Had mine done 12 years ago along with my wife, been great.

My advice though is go to Moorfields to get it done. Moorfields is a world leading eye hospital and basically was the original place where laser surgery was pioneered in the UK. It is the best training hospital in the UK for eye surgeons (you'll notice how many eye surgeons carrying out this type of surgery look to identify their training/qualifications from Moorfields. They also probably have the best facilities as well.

In terms of what happens, usually you have a pre appointment where your eyes are tested to ensure that you are suitable for the procedure, that starts off like a normal eye test/annual contact lens check, but goes on a little longer with lots of eye drops. Then the surgeon will have a chat with you to discuss what your expectations are and what is and importantly might not be possible. It isnt a sales pitch, but genuine assessment so you can be sure you know what is possible and understand the potential risks.

If you are happy and the surgeon is happy, then you book the appointment. On the day you'll be told to bring someone with you to help you get home. You will need sun glasses and wont be able to use the tube when you leave.
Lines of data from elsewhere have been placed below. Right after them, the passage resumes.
//! Result comparison.
//!
//! Decides whether a learner's result set matches a level's expected result
//! and, when it does not, explains the first difference in learner-facing
//! terms.

use serde::{Deserialize, Serialize};
use std::fmt;

use crate::db::{Cell, QueryResult, Row};

/// Relative tolerance for numeric cell equality.
pub const FLOAT_TOLERANCE: f64 = 1e-9;

/// How rows are matched against the expected result.
#[derive(Debug, Clone, Copy, Default, PartialEq, Eq, Serialize, Deserialize)]
#[serde(rename_all = "snake_case")]
pub enum RowOrder {
    /// Row i of the actual result must match row i of the expected result.
    #[default]
    Ordered,
    /// Rows may appear in any order; each expected row needs a distinct match.
    Unordered,
}

/// Why a submission did not match.
#[derive(Debug, Clone, PartialEq, Serialize)]
#[serde(tag = "reason", rename_all = "snake_case")]
pub enum FailReason {
    ColumnCountMismatch {
        expected: usize,
        actual: usize,
    },
    /// `position` is zero-based.
    ColumnNameMismatch {
        position: usize,
        expected: String,
        actual: String,
    },
    RowCountMismatch {
        expected: usize,
        actual: usize,
    },
    /// `row` is zero-based; `column` is the expected column name.
    CellMismatch {
        row: usize,
        column: String,
        expected: Cell,
        actual: Cell,
    },
    /// An expected row with no matching actual row (unordered levels only).
    UnmatchedRow { row: usize, expected: Row },
    /// A read-only level received a statement that writes data or schema.
    MutatingStatement { statement: String },
}

impl FailReason {
    /// Returns the learner-facing hint for this mismatch.
    pub fn hint(&self) -> String {
        match self {
            Self::ColumnCountMismatch { expected, actual } => format!(
                "Your query returned {} {}, expected {}. Check the columns in your SELECT list.",
                actual,
                plural(*actual, "column", "columns"),
                expected
            ),
            Self::ColumnNameMismatch {
                position,
                expected,
                actual,
            } => format!(
                "Column {} should be '{}' but yours is '{}'. Check the column order, or rename it with AS.",
                position + 1,
                expected,
                actual
            ),
            Self::RowCountMismatch { expected, actual } => {
                if *actual == 0 {
                    format!(
                        "Your query returned no rows, expected {}. Check your WHERE conditions and JOINs.",
                        expected
                    )
                } else if actual > expected {
                    format!(
                        "Your query returned {} {}, expected {}. Check your filter conditions or add a LIMIT.",
                        actual,
                        plural(*actual, "row", "rows"),
                        expected
                    )
                } else {
                    format!(
                        "Your query returned {} {}, expected {}. Your filter may be too strict.",
                        actual,
                        plural(*actual, "row", "rows"),
                        expected
                    )
                }
            }
            Self::CellMismatch {
                row,
                column,
                expected,
                actual,
            } => format!(
                "Row {}, column '{}': expected {} but got {}.",
                row + 1,
                column,
                expected,
                actual
            ),
            Self::UnmatchedRow { row, expected } => format!(
                "Expected row {} ({}) is missing from your result.",
                row + 1,
                expected
                    .iter()
                    .map(Cell::to_display_string)
                    .collect::<Vec<_>>()
                    .join(", ")
            ),
            Self::MutatingStatement { statement } => format!(
                "This level only needs to read data, but your query runs {}. Nothing was changed; try a SELECT instead.",
                statement
            ),
        }
    }
}

fn plural<'a>(n: usize, one: &'a str, many: &'a str) -> &'a str {
    if n == 1 {
        one
    } else {
        many
    }
}

/// Outcome of comparing a result against its expectation.
#[derive(Debug, Clone, PartialEq, Serialize)]
#[serde(tag = "status", rename_all = "snake_case")]
pub enum Verdict {
    Pass,
    Fail { reason: FailReason, detail: String },
}

impl Verdict {
    /// Builds a failing verdict whose detail is the reason's hint.
    pub fn fail(reason: FailReason) -> Self {
        let detail = reason.hint();
        Self::Fail { reason, detail }
    }

    pub fn is_pass(&self) -> bool {
        matches!(self, Self::Pass)
    }

    pub fn reason(&self) -> Option<&FailReason> {
        match self {
            Self::Pass => None,
            Self::Fail { reason, .. } => Some(reason),
        }
    }

    /// Returns the learner-facing hint, if the verdict is a failure.
    pub fn detail(&self) -> Option<&str> {
        match self {
            Self::Pass => None,
            Self::Fail { detail, .. } => Some(detail),
        }
    }
}

impl fmt::Display for Verdict {
    fn fmt(&self, f: &mut fmt::Formatter<'_>) -> fmt::Result {
        match self {
            Self::Pass => write!(f, "Pass"),
            Self::Fail { detail, .. } => write!(f, "Fail: {detail}"),
        }
    }
}

/// Compares with positional row matching.
pub fn compare(actual: &QueryResult, expected: &QueryResult) -> Verdict {
    compare_with(actual, expected, RowOrder::Ordered)
}

/// Compares under the given row-order policy, stopping at the first difference.
pub fn compare_with(actual: &QueryResult, expected: &QueryResult, order: RowOrder) -> Verdict {
    if actual.columns.len() != expected.columns.len() {
        return Verdict::fail(FailReason::ColumnCountMismatch {
            expected: expected.columns.len(),
            actual: actual.columns.len(),
        });
    }

    if let Some((position, (a, e))) = actual
        .columns
        .iter()
        .zip(&expected.columns)
        .enumerate()
        .find(|(_, (a, e))| !a.trim().eq_ignore_ascii_case(e.trim()))
    {
        return Verdict::fail(FailReason::ColumnNameMismatch {
            position,
            expected: e.clone(),
            actual: a.clone(),
        });
    }

    if actual.row_count() != expected.row_count() {
        return Verdict::fail(FailReason::RowCountMismatch {
            expected: expected.row_count(),
            actual: actual.row_count(),
        });
    }

    match order {
        RowOrder::Ordered => compare_positional(actual, expected),
        RowOrder::Unordered => compare_unordered(actual, expected),
    }
}

fn compare_positional(actual: &QueryResult, expected: &QueryResult) -> Verdict {
    for (row, (actual_row, expected_row)) in actual.values.iter().zip(&expected.values).enumerate() {
        for (col, expected_cell) in expected_row.iter().enumerate() {
            let actual_cell = actual_row.get(col).unwrap_or(&Cell::Null);
            if !cells_match(actual_cell, expected_cell) {
                return Verdict::fail(FailReason::CellMismatch {
                    row,
                    column: expected.columns.get(col).cloned().unwrap_or_default(),
                    expected: expected_cell.clone(),
                    actual: actual_cell.clone(),
                });
            }
        }
    }
    Verdict::Pass
}

/// Greedy multiset matching: each expected row claims the first unused
/// actual row equal to it.
fn compare_unordered(actual: &QueryResult, expected: &QueryResult) -> Verdict {
    let mut used = vec![false; actual.values.len()];

    for (row, expected_row) in expected.values.iter().enumerate() {
        let found = actual
            .values
            .iter()
            .enumerate()
            .position(|(i, candidate)| !used[i] && rows_match(candidate, expected_row));

        match found {
            Some(i) => used[i] = true,
            None => {
                return Verdict::fail(FailReason::UnmatchedRow {
                    row,
                    expected: expected_row.clone(),
                })
            }
        }
    }
    Verdict::Pass
}

fn rows_match(actual: &[Cell], expected: &[Cell]) -> bool {
    actual.len() == expected.len()
        && actual
            .iter()
            .zip(expected)
            .all(|(a, e)| cells_match(a, e))
}

/// Type-tolerant cell equality.
///
/// Numbers compare by value, text compares after trimming (case matters), a
/// numeric string equals the number it spells, and NULL equals only NULL.
pub fn cells_match(actual: &Cell, expected: &Cell) -> bool {
    match (actual, expected) {
        (Cell::Null, Cell::Null) => true,
        (Cell::Null, _) | (_, Cell::Null) => false,
        (Cell::Number(a), Cell::Number(b)) => numbers_match(*a, *b),
        (Cell::Text(a), Cell::Text(b)) => a.trim() == b.trim(),
        (Cell::Number(n), Cell::Text(t)) | (Cell::Text(t), Cell::Number(n)) => t
            .trim()
            .parse::<f64>()
            .map(|v| numbers_match(*n, v))
            .unwrap_or(false),
    }
}

fn numbers_match(a: f64, b: f64) -> bool {
    if a == b {
        return true;
    }
    if !a.is_finite() || !b.is_finite() {
        return false;
    }
    // Scale clamped to 1.0 so values near zero still compare sensibly.
    let scale = a.abs().max(b.abs()).max(1.0);
    (a - b).abs() / scale < FLOAT_TOLERANCE
}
The surgery itself is actually very quick. Before it starts you will get lots on anesthetic drops in your eyes to numb things up and keep things moist. You'll then be placed in a chair a bit like a dentist in some respects, and you be made immobile from the neck up. After that they will tape up your eye lids to keep them open - this doesnt hurt at all as your eyes are totally numb.
The surgeon then lifts a small flap of skin from your eye - again this doesnt hurt, you feel some pressure on your eye as its done, then you lose focus as everything goes blurry. The surgeon then asks you to look at the red light and you hear a clicking sound. After 10-20 seconds that stops and the surgeon flips back the skin and everything is blurry - but you can see, but everything is a bit teary. Its not at all painful (keep underlining this point) because of the anesthetic. Then the other eye is done and same process followed.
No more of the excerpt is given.